Shutters drawn on 56 years with the fire service

Winston Steen’s retirement from the Cambridge Volunteer Fire Brigade marks the end of the Steen family’s record-breaking 127 years as firemen.

After 56 years, 9188 callouts and multiple awards, Winston Steen has stepped away from an active role with the Cambridge Volunteer Fire Brigade.

It was time, he says. He’s given a great deal to the community, had some ‘good saves’ and taken an enviable family legacy to the next level.  When added to the 40 years’ service his father Tom Steen gave to the brigade, and the 31 from Winston’s brother Ken, the Steen family have put in a remarkable 127 years to helping others in their community.

“I think it’s probably one of the longest tenures by a single family,” Winston said with quiet pride.  He is proud, too, of “the exceptionally talented group” that makes up what he describes as one of the best brigades in the country, and insists that much of the kudos must go to chief fire officer Don Gerrand, and to the other firefighters, wives and girlfriends who have provided steadfast support through the years.

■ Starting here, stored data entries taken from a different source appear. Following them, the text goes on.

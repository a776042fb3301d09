//! Error types and handling for the MCP server.
//!
//! This module defines a unified error type that can represent errors from
//! all domains and the transport layer.

use thiserror::Error;

/// A specialized Result type for MCP server operations.
pub type Result<T> = std::result::Result<T, Error>;

/// Unified error type for the MCP server.
#[derive(Debug, Error)]
pub enum Error {
    /// Error originating from the tools domain.
    #[error("Tool error: {0}")]
    Tool(#[from] crate::domains::tools::ToolError),

    /// Error originating from the diary domain (credentials, remote fetches).
    #[error("Diary error: {0}")]
    Diary(#[from] crate::domains::diary::DiaryError),

    /// Error raised by a transport while serving.
    #[error("Transport error: {0}")]
    Transport(#[from] super::transport::TransportError),
}
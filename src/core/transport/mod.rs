//! Transport layer for the MCP server.
//!
//! This module provides different transport implementations:
//! - **STDIO**: Standard input/output (default for MCP) - feature: `stdio`
//! - **TCP**: Raw TCP socket with JSON-RPC messages - feature: `tcp`
//! - **HTTP**: HTTP server with JSON-RPC over POST requests - feature: `http`
//!
//! Setting `PORT` (and optionally `HOST`) selects HTTP without touching
//! `MCP_TRANSPORT`.
//!
//! # Feature Flags
//!
//! Transport implementations are conditionally compiled based on features:
//! - `stdio` (default): STDIO transport - minimal dependencies
//! - `tcp`: TCP transport - adds tokio/net
//! - `http` (default): HTTP transport - adds axum, tower-http

mod config;
mod error;
mod service;

#[cfg(feature = "http")]
pub mod http;

#[cfg(feature = "tcp")]
pub mod tcp;

#[cfg(feature = "stdio")]
pub mod stdio;

pub use config::TransportConfig;
pub use error::{TransportError, TransportResult};
pub use service::TransportService;

// Re-export configs for convenience
#[cfg(feature = "tcp")]
pub use config::TcpConfig;

#[cfg(feature = "http")]
pub use config::HttpConfig;
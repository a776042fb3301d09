//! Diary-specific error types.

use std::path::PathBuf;
use thiserror::Error;

/// Result type for diary operations.
pub type DiaryResult<T> = Result<T, DiaryError>;

/// Errors raised while parsing dates, loading credentials or fetching days.
#[derive(Debug, Error)]
pub enum DiaryError {
    /// A date argument did not match `YYYY-MM-DD`.
    #[error("Invalid date format: {0}. Use YYYY-MM-DD")]
    InvalidDateFormat(String),

    /// Neither the cookie variable nor the cookie file yielded a session.
    #[error(
        "No MyFitnessPal session found. Set MFP_COOKIES or export browser cookies to {}",
        .cookie_file.display()
    )]
    MissingCredentials { cookie_file: PathBuf },

    /// The exported cookie file exists but could not be read or parsed.
    #[error("Failed to read cookie file {}: {message}", .path.display())]
    CookieFile { path: PathBuf, message: String },

    /// The session cookies were rejected by the remote service.
    #[error("Authentication failed: {0}")]
    Auth(String),

    /// Network-level failure talking to the remote service.
    #[error("Request failed: {0}")]
    Http(#[from] reqwest::Error),

    /// The remote service answered with a non-success status.
    #[error("Unexpected status {status} from {url}")]
    Status { status: u16, url: String },

    /// The remote service answered with a body we could not interpret.
    #[error("Unexpected response: {0}")]
    UnexpectedResponse(String),
}

impl DiaryError {
    /// Create an invalid date format error for `input`.
    pub fn invalid_date(input: impl Into<String>) -> Self {
        Self::InvalidDateFormat(input.into())
    }

    /// Create an authentication error.
    pub fn auth(msg: impl Into<String>) -> Self {
        Self::Auth(msg.into())
    }

    /// Create an unexpected response error.
    pub fn unexpected(msg: impl Into<String>) -> Self {
        Self::UnexpectedResponse(msg.into())
    }
}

“We couldn’t do what we do without them, and what an honour it has been to be associated with everyone over my time.”

It was in November 1963 that Winston joined the brigade. He was working at Steen & Morrow, the business started by his father, and found himself helping at the brigade’s annual fireworks fundraiser.

“In that first month, I attended five callouts, and in my first year, a total of 72. Now, we get around 340 – I think the peak has been 380 a year. My first callout was to a fire in Jonathan Foley’s photography shop in Duke Street, and the biggest was probably the one out at St Peter’s School in April 1984 … they lost a complete block of rooms.”

Winston Steen is deeply grateful for the support his wife Yvonne has been through his years of service with the fire brigade.

Other significant fires he attended include St Andrew’s Church in the early 1960s, Paramount in Carter’s Flat, Hamilton Hotel in Frankton and the Tamahere Coolstore fire in 2008.  There have been fires in schools and churches, rescues of dogs down banks, a cow down a well and, of course, cats up trees.  “You never see a dead cat up a tree,” he reasoned with a smile.

There was also a run of arsons at one stage, but it was when the fire service signed up to respond to St John calls around 2015 that the tempo changed. Did that move increase the callout rate?  Winston said: “Hell yeah!  In that first year there were 50 callouts just for the ambulance. It changed things for sure.”

He’s been deputy chief fire officer since 2001 and has worked with four chief fire officers – Jack Morris, Gordon Brunskill, Graham Howarth, and since 1994, Don Gerrand.

Winston began by wanting to do something for his community; he’s deeply grateful to his family and the staff at Steen & Morrow who’ve enabled him to do that.  He has scooped 12 wins in the annual brigade competitions in Victoria Square, and was awarded his 50-year medal a few years ago.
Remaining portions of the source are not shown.